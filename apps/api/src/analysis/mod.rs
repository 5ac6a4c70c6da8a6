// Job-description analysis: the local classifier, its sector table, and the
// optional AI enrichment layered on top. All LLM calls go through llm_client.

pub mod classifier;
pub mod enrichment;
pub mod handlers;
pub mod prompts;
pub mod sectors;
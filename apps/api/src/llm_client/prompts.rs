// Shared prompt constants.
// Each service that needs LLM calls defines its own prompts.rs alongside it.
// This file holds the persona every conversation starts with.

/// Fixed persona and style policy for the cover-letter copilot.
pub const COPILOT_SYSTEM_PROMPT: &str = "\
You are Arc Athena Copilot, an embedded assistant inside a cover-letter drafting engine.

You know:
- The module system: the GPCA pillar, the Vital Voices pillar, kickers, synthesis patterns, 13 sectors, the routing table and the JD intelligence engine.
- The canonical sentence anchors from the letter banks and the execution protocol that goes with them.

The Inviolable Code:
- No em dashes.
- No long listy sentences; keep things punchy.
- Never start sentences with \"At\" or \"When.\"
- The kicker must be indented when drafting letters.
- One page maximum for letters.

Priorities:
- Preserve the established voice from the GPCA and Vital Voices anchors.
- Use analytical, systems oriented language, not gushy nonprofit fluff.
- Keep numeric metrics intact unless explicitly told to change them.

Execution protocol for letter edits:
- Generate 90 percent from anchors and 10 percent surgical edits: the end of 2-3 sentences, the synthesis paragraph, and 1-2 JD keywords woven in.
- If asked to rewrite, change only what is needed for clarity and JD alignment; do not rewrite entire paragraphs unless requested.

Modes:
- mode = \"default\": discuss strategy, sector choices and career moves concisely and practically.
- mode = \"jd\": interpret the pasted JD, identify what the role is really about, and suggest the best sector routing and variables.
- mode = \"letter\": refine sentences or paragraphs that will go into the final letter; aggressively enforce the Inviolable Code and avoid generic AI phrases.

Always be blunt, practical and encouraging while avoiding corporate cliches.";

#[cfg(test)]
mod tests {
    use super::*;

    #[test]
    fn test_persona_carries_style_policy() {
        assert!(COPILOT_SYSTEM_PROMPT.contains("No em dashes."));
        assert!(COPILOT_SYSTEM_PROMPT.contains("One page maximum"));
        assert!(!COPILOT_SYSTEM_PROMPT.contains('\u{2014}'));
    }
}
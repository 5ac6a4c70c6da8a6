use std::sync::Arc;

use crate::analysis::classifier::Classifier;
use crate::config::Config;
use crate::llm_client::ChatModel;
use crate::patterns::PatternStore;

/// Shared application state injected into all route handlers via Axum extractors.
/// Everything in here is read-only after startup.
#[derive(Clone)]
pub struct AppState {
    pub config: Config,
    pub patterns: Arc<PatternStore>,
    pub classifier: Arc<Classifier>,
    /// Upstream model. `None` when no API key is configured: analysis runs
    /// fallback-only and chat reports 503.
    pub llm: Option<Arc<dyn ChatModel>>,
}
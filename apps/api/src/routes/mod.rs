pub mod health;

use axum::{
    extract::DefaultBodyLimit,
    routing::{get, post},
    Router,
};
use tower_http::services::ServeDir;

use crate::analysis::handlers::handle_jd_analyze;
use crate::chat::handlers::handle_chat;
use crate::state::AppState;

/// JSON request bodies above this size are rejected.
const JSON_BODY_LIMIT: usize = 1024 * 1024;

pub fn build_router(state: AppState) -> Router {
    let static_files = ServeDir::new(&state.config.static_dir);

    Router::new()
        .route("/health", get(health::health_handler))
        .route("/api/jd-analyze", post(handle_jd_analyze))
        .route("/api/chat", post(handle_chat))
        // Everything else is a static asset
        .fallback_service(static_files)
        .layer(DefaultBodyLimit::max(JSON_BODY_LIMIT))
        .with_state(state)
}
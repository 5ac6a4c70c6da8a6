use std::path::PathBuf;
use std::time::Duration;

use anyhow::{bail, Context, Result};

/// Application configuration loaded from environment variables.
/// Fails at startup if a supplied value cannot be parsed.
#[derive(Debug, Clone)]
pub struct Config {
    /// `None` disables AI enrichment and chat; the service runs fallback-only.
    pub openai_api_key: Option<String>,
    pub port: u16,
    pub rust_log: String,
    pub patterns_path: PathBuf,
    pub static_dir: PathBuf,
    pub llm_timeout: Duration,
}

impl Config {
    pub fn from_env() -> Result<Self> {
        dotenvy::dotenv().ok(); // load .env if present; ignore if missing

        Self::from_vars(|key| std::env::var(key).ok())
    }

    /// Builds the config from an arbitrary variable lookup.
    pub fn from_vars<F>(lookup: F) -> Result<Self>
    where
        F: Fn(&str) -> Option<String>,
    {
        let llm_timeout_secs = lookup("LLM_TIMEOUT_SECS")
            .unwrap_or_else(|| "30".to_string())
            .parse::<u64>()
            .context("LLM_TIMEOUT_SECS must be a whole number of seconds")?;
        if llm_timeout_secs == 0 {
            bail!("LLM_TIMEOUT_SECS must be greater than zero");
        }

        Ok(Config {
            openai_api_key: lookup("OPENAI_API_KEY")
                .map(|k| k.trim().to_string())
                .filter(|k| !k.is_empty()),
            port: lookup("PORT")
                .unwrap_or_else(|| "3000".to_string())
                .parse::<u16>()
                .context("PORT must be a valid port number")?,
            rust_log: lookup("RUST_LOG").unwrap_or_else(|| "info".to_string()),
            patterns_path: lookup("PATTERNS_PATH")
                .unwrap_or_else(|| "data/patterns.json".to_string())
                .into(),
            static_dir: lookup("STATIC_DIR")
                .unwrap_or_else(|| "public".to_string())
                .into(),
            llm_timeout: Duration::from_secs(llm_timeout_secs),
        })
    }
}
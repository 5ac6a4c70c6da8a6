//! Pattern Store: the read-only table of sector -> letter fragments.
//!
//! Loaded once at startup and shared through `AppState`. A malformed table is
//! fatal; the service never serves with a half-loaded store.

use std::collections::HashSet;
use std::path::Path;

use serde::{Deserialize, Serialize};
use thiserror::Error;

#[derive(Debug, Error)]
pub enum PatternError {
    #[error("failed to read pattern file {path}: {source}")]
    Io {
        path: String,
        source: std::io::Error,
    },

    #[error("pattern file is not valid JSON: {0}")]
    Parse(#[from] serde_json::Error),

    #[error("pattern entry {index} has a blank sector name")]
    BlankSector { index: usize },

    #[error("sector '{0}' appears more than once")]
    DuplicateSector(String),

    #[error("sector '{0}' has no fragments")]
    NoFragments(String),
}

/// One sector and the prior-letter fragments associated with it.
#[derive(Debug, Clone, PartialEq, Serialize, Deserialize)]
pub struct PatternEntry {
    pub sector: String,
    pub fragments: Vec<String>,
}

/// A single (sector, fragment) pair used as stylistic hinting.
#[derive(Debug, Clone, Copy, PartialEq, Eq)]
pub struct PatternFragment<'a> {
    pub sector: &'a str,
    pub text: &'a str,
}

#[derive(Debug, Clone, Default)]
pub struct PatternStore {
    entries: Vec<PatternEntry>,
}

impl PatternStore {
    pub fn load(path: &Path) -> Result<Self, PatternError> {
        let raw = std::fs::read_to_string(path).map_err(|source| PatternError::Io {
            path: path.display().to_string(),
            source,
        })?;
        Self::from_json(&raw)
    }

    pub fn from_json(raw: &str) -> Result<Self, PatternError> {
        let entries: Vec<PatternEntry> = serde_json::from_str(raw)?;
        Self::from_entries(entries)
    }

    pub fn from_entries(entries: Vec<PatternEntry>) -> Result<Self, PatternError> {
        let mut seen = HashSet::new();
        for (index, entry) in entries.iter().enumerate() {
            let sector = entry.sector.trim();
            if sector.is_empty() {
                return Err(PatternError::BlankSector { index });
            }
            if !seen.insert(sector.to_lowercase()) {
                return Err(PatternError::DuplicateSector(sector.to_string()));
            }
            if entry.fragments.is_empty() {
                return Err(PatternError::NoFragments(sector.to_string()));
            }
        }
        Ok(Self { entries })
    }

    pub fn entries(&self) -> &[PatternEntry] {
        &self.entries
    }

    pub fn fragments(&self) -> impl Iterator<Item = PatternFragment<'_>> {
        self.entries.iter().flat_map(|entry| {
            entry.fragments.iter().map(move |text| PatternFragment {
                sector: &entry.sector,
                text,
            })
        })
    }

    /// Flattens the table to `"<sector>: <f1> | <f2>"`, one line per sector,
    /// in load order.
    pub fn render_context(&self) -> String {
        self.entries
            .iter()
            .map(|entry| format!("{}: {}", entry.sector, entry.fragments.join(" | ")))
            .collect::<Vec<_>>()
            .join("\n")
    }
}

════

*PROBLEM STATEMENT*. Start at the first line of the entries and stop at the line that contains "use super::*;". Repeat every line in that span exactly, and nothing beyond it.

*EXPECTED ANSWER*.
filename apps/api/src/analysis/mod.rs
repository 5ac6a4c70c6da8a6
// Job-description analysis: the local classifier, its sector table, and the
// optional AI enrichment layered on top. All LLM calls go through llm_client.

pub mod classifier;
pub mod enrichment;
pub mod handlers;
pub mod prompts;
pub mod sectors;
filename apps/api/src/llm_client/prompts.rs
// Shared prompt constants.
// Each service that needs LLM calls defines its own prompts.rs alongside it.
// This file holds the persona every conversation starts with.

/// Fixed persona and style policy for the cover-letter copilot.
pub const COPILOT_SYSTEM_PROMPT: &str = "\
You are Arc Athena Copilot, an embedded assistant inside a cover-letter drafting engine.

You know:
- The module system: the GPCA pillar, the Vital Voices pillar, kickers, synthesis patterns, 13 sectors, the routing table and the JD intelligence engine.
- The canonical sentence anchors from the letter banks and the execution protocol that goes with them.

The Inviolable Code:
- No em dashes.
- No long listy sentences; keep things punchy.
- Never start sentences with \"At\" or \"When.\"
- The kicker must be indented when drafting letters.
- One page maximum for letters.

Priorities:
- Preserve the established voice from the GPCA and Vital Voices anchors.
- Use analytical, systems oriented language, not gushy nonprofit fluff.
- Keep numeric metrics intact unless explicitly told to change them.

Execution protocol for letter edits:
- Generate 90 percent from anchors and 10 percent surgical edits: the end of 2-3 sentences, the synthesis paragraph, and 1-2 JD keywords woven in.
- If asked to rewrite, change only what is needed for clarity and JD alignment; do not rewrite entire paragraphs unless requested.

Modes:
- mode = \"default\": discuss strategy, sector choices and career moves concisely and practically.
- mode = \"jd\": interpret the pasted JD, identify what the role is really about, and suggest the best sector routing and variables.
- mode = \"letter\": refine sentences or paragraphs that will go into the final letter; aggressively enforce the Inviolable Code and avoid generic AI phrases.

Always be blunt, practical and encouraging while avoiding corporate cliches.";

#[cfg(test)]
mod tests {
    use super::*;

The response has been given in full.